When times are trying, and you’re on your last nerve. When your checkbook is coughing and wheezing from exhaustion and the Ad for bunging jumping off the Golden Gate Bridge is beginning to look appealing if it gets you out of the house – why turn to God? What is that going to do?

This is not a religious exercise. I am not challenging your beliefs or questioning what faith you look toward when things are down.

I am asking – why the concept of a God? Why look toward a divine entity, sight unquestionably unseen for most of us, and expect it to supply whatever it is you feel you’re personally lacking?

Why do we so often rely on others to provide us with the answers or at least the assurance that life will improve?

It is pretty obvious that I have had way too much time to think about such things over the past 8 months. Some of them I have thought about more than once or simply laughed at and felt were ridiculous, but now … now, not so much.

LIFE AS A BLANK CANVASS

How do you view life?

As something you add to every day; a little color here and little texture there, so it brings to mind happier times? Or is it a canvass that somehow gets filled in a little more each day and when you look at it in the morning – when you stand there viewing it for the first time, coffee cup in hand, you get to see what’s in store for you.

I’ve worried myself ragged over this concept for the last 50+ years. If I lead a life where I accept what’s there each morning when I wake up and try not to make too big a fuss, if it doesn’t seem fair or right – do I then have a right to complain?

If I’m not on the front line, hammer and trowel in hand, building the life I want – is there something wrong with me?

DRIFTING THROUGH LIFE

I am a drifter, I admit it. But as a result, I have become an accomplished short-order cook, doer of things on the fly, excellent fixer of people (including myself) and a whiz at coming up with solutions to problems that would make most people weep. But I don’t actively plan the life that I sometimes kvetch about.

And most of the time, I don’t see a problem in this.

Do you?

As a child growing up, I was frequently on my own. They called me a “latch-key kid” back then, meaning I let myself into my own home after school, because my parents were at work. I cooked my own meals. Entertained myself with toys, catch (with myself) or read book after book stuffing my head with characters and bits of information that fueled the raging fires of my imagination.

After all these years, I thought I was content. I thought I was satisfied with this way of life until – the world bumped and moved 6 degrees out of orbit with this damn Pandemic and political bullshit.

Thoughts are now entering my head that I had otherwise managed to keep out for 50+ years.

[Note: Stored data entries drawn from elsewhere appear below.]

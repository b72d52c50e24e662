//! YouTube URL parsing.

use std::fmt;

use url::Url;

use crate::{Result, TubetalkError};

/// An 11-character YouTube video id.
#[derive(Debug, Clone, PartialEq, Eq)]
pub struct VideoId(String);

impl VideoId {
    pub fn as_str(&self) -> &str {
        &self.0
    }
}

impl fmt::Display for VideoId {
    fn fmt(&self, f: &mut fmt::Formatter<'_>) -> fmt::Result {
        f.write_str(&self.0)
    }
}

/// Extract the video id from the common YouTube URL shapes:
/// `watch?v=`, `youtu.be/`, `shorts/`, and `embed/`.
pub fn parse_video_url(input: &str) -> Result<VideoId> {
    let invalid = || TubetalkError::InvalidUrl(input.to_string());

    let url = Url::parse(input.trim()).map_err(|_| invalid())?;

    let host = url
        .host_str()
        .unwrap_or_default()
        .trim_start_matches("www.")
        .trim_start_matches("m.");

    let candidate = match host {
        "youtu.be" => url
            .path_segments()
            .and_then(|mut segments| segments.next())
            .map(str::to_string),
        "youtube.com" | "youtube-nocookie.com" => {
            if url.path() == "/watch" {
                url.query_pairs()
                    .find(|(key, _)| key == "v")
                    .map(|(_, value)| value.into_owned())
            } else {
                let mut segments = url.path_segments().into_iter().flatten();
                match segments.next() {
                    Some("shorts") | Some("embed") => segments.next().map(str::to_string),
                    _ => None,
                }
            }
        }
        _ => None,
    };

    match candidate {
        Some(id) if is_valid_video_id(&id) => Ok(VideoId(id)),
        _ => Err(invalid()),
    }
}

fn is_valid_video_id(id: &str) -> bool {
    id.len() == 11
        && id
            .chars()
            .all(|c| c.is_ascii_alphanumeric() || c == '-' || c == '_')
}
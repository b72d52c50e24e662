//! tubetalk - A CLI companion for YouTube videos
//!
//! Paste a video URL, look at its metadata, and talk to an AI assistant
//! about the content.

pub mod cli;
pub mod config;
pub mod gateway;
pub mod video;

use thiserror::Error;

/// Main error type for tubetalk
#[derive(Error, Debug)]
pub enum TubetalkError {
    #[error("Configuration error: {0}")]
    Config(String),

    #[error("Not a recognizable YouTube URL: {0}")]
    InvalidUrl(String),

    #[error("IO error: {0}")]
    Io(#[from] std::io::Error),

    #[error("{0}")]
    Other(String),
}

pub type Result<T> = std::result::Result<T, TubetalkError>;

/// Application version
pub const VERSION: &str = env!("CARGO_PKG_VERSION");

/// Application name
pub const APP_NAME: &str = "tubetalk";
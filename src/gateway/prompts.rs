//! Prompt construction for the text-generation gateway.

/// System instruction for summary generation.
pub const SUMMARY_SYSTEM_PROMPT: &str = "You are an AI assistant that summarizes video content. Provide a concise, informative summary that captures the main points of the video.";

/// System instruction for transcript Q&A.
pub const ANSWER_SYSTEM_PROMPT: &str = "You are an AI assistant that answers questions about video content. Use the provided transcript to give accurate, helpful answers. If the answer cannot be found in the transcript, acknowledge this limitation.";

/// Build the task prompt for summarizing a transcript.
pub fn build_summary_prompt(transcript: &str) -> String {
    format!(
        "Summarize the following video transcript in a comprehensive way, highlighting the key points and main takeaways:\n\
\n\
{transcript}"
    )
}

/// Build the task prompt for answering a question about a transcript.
pub fn build_answer_prompt(question: &str, transcript: &str) -> String {
    format!(
        "Based on the following video transcript, answer this question: \"{question}\"\n\
\n\
Transcript: {transcript}"
    )
}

Without knocking, without asking for permission, they’re sitting in my fucking living room, staring at me, like in-laws waiting for a confession.

Emotions, that were usually pretty orderly in the past, are now crashing the gates all at once and demanding to be felt.

Sadness and anger fight for pride of place, while I cope with wearing facemasks and gloves, at the same time disinfecting myself every 15 minutes, while stepping into people’s homes every day, trying to do my job.

Fear and hopefulness, are eyeing each other like snake and mongoose, while I stand helplessly to one side, wondering when I will have my life back so I can continue drifting through it.

THE PHONE WORKS, BUT NO ONE IS ANSWERING

I have my own version of prayers each night. I don’t pray to God per se, I ask the Universe, to please listen up and take note of the chaos out there and do whatever is possible to sort it out, while I build a hidey-hole in my basement, waiting for the shitstorm to blow over.

Well, I actually do a little more than that, but it’s a little less that it used to be. My get-up-and-go, hasn’t exactly got up and left, but it started smoking and hanging out in bars and I’m having a helleva time getting it home at night.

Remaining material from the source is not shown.